Democrats jumped on the White House retreat.

Six Democratic senators sent Bush a letter lambasting the administration for the Mankiw and jobs flaps. "When the White House's official economic report makes the wrongheaded suggestion that moving jobs overseas is beneficial to the economy and contains job projections that are not endorsed by your own Cabinet members, serious questions are raised that the administration's economic policies are in disarray," the letter said. It was signed by Sens. Tom Daschle of South Dakota, Edward M. Kennedy of Massachusetts, Hillary Clinton (news - web sites) and Charles Schumer of New York, Jon Corzine of New Jersey and Debbie Stabenow of Michigan.

House Minority Leader Nancy Pelosi, D-Calif, said, "President Bush is rapidly becoming the permanently surprised president. He is surprised that every economic prediction that he and his administration make does not pan out."

Rep. Rahm Emanuel, D-Ill, a senior adviser in the Clinton White House, said, "This president faces a credibility gap with his own economic team that's as wide as the employment gap for millions of American workers."
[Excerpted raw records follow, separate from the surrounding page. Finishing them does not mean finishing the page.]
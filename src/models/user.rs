use serde::{Deserialize, Serialize};

use crate::core::UserId;

/// Mirror of an identity-provider user, as returned by relationship listings
#[derive(Debug, Clone, PartialEq, Eq, Serialize, Deserialize)]
pub struct UserSummary {
    pub id: UserId,
    /// None when the user never registered a mirror row
    pub username: Option<String>,
}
McClellan said the economic forecast was simply the work of "number crunchers." He said Bush — who bills himself as the first president with a Master of Business Administration degree — was not a statistician or predictor.

"People can debate the numbers all they want," McClellan said. "The president is interested in the actual number of jobs being created, and the president is interested in making sure that everybody who is looking for a job can find one."

Trying to turn the tables on Kerry, McClellan said, "Some people want to turn back and take actions that would raise taxes on people at a time when our economy is really starting to grow strong." Kerry has proposed cutting the deficit by half, at least, in a first term, in part through repeal of Bush tax cuts for wealthier Americans.

The administration's economic forecast, on which it based its budget projections, predicted that payroll jobs would average 132.7 million per month this year, an increase of 2.6 million from the 2003 monthly average.

However, to achieve that average, the economy would have to create more than 2.6 million jobs in coming months because the level of jobs at the beginning of the year was lower than the administration had built into its forecast.

For January, there were 130.2 million Americans working, according to the Labor Department (news - web sites)'s payroll survey. To achieve its forecast of 132.7 million jobs on average each month this year would require the creation of 460,000 jobs per month over the next 11 months, according to an analysis by two liberal think tanks, the Center on Budget and Policy Priorities and the Economic Policy Institute.